Figure 2 Unsupervised Machine Learning algorithms have been used to identify 2 molecular subtypes. (A) The consensus score matrix of all samples when k = 2. The higher the consensus score was, the more likely they were assigned to the same group based on TCGA-LIHC. (B) Left: The cumulative distribution function (CDF) curves in consensus cluster analysis. CDF curves of consensus scores by different subtype numbers (k = 2, 3, 4, 5, and 6) were displayed. Right: Relative change in area under the CDF curve for k = 2–6. (C) The Principal Component Analysis (PCA) distribution of TCGA-LIHC samples by expression profile of calcium channel molecules. Each point represents a single sample; different colors represent the C1 and C2 subtypes respectively. (D) Expression distribution of 30 NPC molecules between two subtypes based on TCGA. (E) Survival analysis including Overall Survival (OS), Disease-Specific Survival (DSS) and Progression-Free interval (PFI) based on 2 subtypes (TCGA-LIHC, Logrank test, n = 374). (F) The Sankey diagram fully demonstrated the association between Clinicopathological and subtypes attributes. (G) The consensus score matrix of all samples when k = 2. The higher the consensus score was, the more likely they were assigned to the same group based on ICGC. (H) Left: The cumulative distribution function (CDF) curves in consensus cluster analysis. CDF curves of consensus scores by different subtype numbers (k = 2, 3, 4, 5, and 6) were displayed. Right: Relative change in area under the CDF curve for k = 2–6. (I) The Principal Component Analysis (PCA) distribution of ICGC samples by expression profile of NPC-related molecules. Each point represents a single sample; different colors represent the C1 and C2 subtypes respectively. (J) Expression distribution of 30 NPC molecules between two subtypes based on ICGC. (K) Survival analysis including Overall Survival (OS) based on two subtypes (ICGC, Logrank test, n = 240). (L) The Sankey diagram fully demonstrated the association between Clinicopathological and subtypes attributes based on ICGC.

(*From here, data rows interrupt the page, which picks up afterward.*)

use crate::paths::PathResolver;
use crate::ts::{StructuralTarget, SymbolKind};
use serde::{Deserialize, Serialize};
use std::fmt;

/// Structural address of a declaration.
///
/// A selector with a `parent` addresses a member of that container; one
/// without addresses a top-level declaration.
#[derive(Debug, Clone, PartialEq, Eq, Serialize, Deserialize)]
#[serde(rename_all = "camelCase")]
pub struct Selector {
    pub kind: SymbolKind,
    pub name: String,
    #[serde(alias = "file", alias = "file_path")]
    pub file_path: String,
    #[serde(default, skip_serializing_if = "Option::is_none")]
    pub parent: Option<ParentSelector>,
}

/// The container of a member selector.
#[derive(Debug, Clone, PartialEq, Eq, Serialize, Deserialize)]
pub struct ParentSelector {
    pub name: String,
    #[serde(default, skip_serializing_if = "Option::is_none")]
    pub kind: Option<SymbolKind>,
}

impl Selector {
    pub fn new(kind: SymbolKind, name: impl Into<String>, file_path: impl Into<String>) -> Self {
        Self {
            kind,
            name: name.into(),
            file_path: file_path.into(),
            parent: None,
        }
    }

    /// Address a member of `parent` instead of a top-level declaration.
    pub fn with_parent(mut self, name: impl Into<String>, kind: Option<SymbolKind>) -> Self {
        self.parent = Some(ParentSelector {
            name: name.into(),
            kind,
        });
        self
    }

    pub fn is_member(&self) -> bool {
        self.parent.is_some()
    }

    /// Normalized root-relative file path.
    pub fn normalized_path(&self) -> String {
        PathResolver::normalize(&self.file_path)
    }

    /// Structural lookup target inside the owning file.
    pub fn target(&self) -> StructuralTarget {
        match &self.parent {
            None => StructuralTarget::Declaration {
                kind: self.kind,
                name: self.name.clone(),
            },
            Some(parent) => StructuralTarget::Member {
                parent: parent.name.clone(),
                parent_kind: parent.kind,
                kind: self.kind,
                name: self.name.clone(),
            },
        }
    }

    /// `Container.member` for members, the plain name otherwise.
    pub fn qualified_name(&self) -> String {
        match &self.parent {
            Some(parent) => format!("{}.{}", parent.name, self.name),
            None => self.name.clone(),
        }
    }
}

impl fmt::Display for Selector {
    fn fmt(&self, f: &mut fmt::Formatter<'_>) -> fmt::Result {
        write!(f, "{} '{}'", self.kind, self.qualified_name())
    }
}
//! TypeScript language support via ast-grep-language.
//!
//! The built-in `SupportLang::TypeScript` / `SupportLang::Tsx` handle metavar
//! preprocessing and tree-sitter integration, so no custom Language
//! implementation is needed.

pub use ast_grep_language::SupportLang;

/// The TypeScript language for ast-grep operations.
pub fn typescript() -> SupportLang {
    SupportLang::TypeScript
}

/// The TSX language for ast-grep operations.
pub fn tsx() -> SupportLang {
    SupportLang::Tsx
}

#[cfg(test)]
mod tests {
    use super::*;
    use ast_grep_core::AstGrep;

    #[test]
    fn typescript_lang_parses() {
        let sg = AstGrep::new("function main() {}", typescript());
        assert_eq!(sg.root().kind(), "program");
    }

    #[test]
    fn typescript_single_metavar() {
        let sg = AstGrep::new("function foo() { return 42; }", typescript());
        let root = sg.root();

        assert!(
            root.find("function foo() { return 42; }").is_some(),
            "exact match"
        );
        assert!(
            root.find("function $NAME() { return 42; }").is_some(),
            "single metavar for name"
        );
    }

    #[test]
    fn typescript_member_access() {
        let sg = AstGrep::new(
            "const a = foo.bar(); const b = baz.bar; const c = qux.other;",
            typescript(),
        );
        let root = sg.root();

        let accesses: Vec<_> = root.find_all("$OBJ.bar").collect();
        assert_eq!(accesses.len(), 2, "should find two .bar accesses");
    }

    #[test]
    fn tsx_lang_parses_jsx() {
        let sg = AstGrep::new("const App = () => <div>{label}</div>;", tsx());
        assert_eq!(sg.root().kind(), "program");
    }
}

Figure 3 Variations in immune-related genes and the infiltration characteristics of TME cells in the 2 NPC phenotypes. (A) The thermogram shows variations in mRNA expression of chemokines, interferons, interleukins, and other cytokines between the 2 levels of NPCs. (B) The thermogram shows the frequency of TME infiltrating cells and immune score in 2 NPC phenotypes. (C) Representative pictures of pathological Hematoxylin-eosin (HE) staining of 2 NPCs phenotypes (Magnification, ×100, scale bars = 100 μm; Magnification, ×400, scale bars = 20 μm). (D) The violin plots specifically showed the TME related scores of different NPC patterns (Welch’s t-test). (E) The violin plots specifically showed the differences in 2 NPC phenotypes in terms of immune cell infiltration level, stromal cell content, and tumor purity (Welch’s t-test).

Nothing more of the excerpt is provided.